DOI: 10.1016/j.bpj.2023.10.033
In this work, we investigate how spatial proximity of enzymes belonging to the same pathway (metabolon) affects metabolic flux. Using off- lattice Langevin dynamics simulations in tandem with a stochastic reaction-diffusion protocol and a semi-analytical reaction-diffusion model, we systematically explored how strength of protein-protein interactions, catalytic efficiency, and protein-ligand interactions affect metabolic flux through the metabolon. Formation of a metabolon leads to a greater speedup for longer pathways and especially for reaction-limited enzymes, whereas, for fully optimized diffusion-limited enzymes, the effect is negligible. Notably, specific cluster architectures are not a prerequisite for enhancing reaction flux. Simulations uncover the crucial role of optimal nonspecific protein- ligand interactions in enhancing catalytic efficiency of a metabolon.
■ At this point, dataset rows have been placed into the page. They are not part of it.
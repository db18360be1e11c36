//! Core types for CYNA.
//!
//! This module provides type-safe wrappers for common domain concepts.

pub mod email;
pub mod id;
pub mod price;
pub mod role;
pub mod status;

pub use email::{Email, EmailError};
pub use id::*;
pub use price::{CurrencyCode, Price};
pub use role::{Permission, PermissionParseError, Role};
pub use status::*;
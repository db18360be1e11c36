//! Middleware and request extractors.

pub mod auth;
pub mod session;

pub use auth::{OptionalAuth, RequireAuth, require_permission};
pub use session::create_session_layer;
Our theory implies, and bioinformatics analysis confirms, that longer catalytic pathways are enriched in less optimal enzymes, whereas most diffusion-limited enzymes populate shorter pathways. Our findings point toward a plausible evolutionary strategy where enzymes compensate for less-than-optimal efficiency by increasing their local concentration in the clustered state.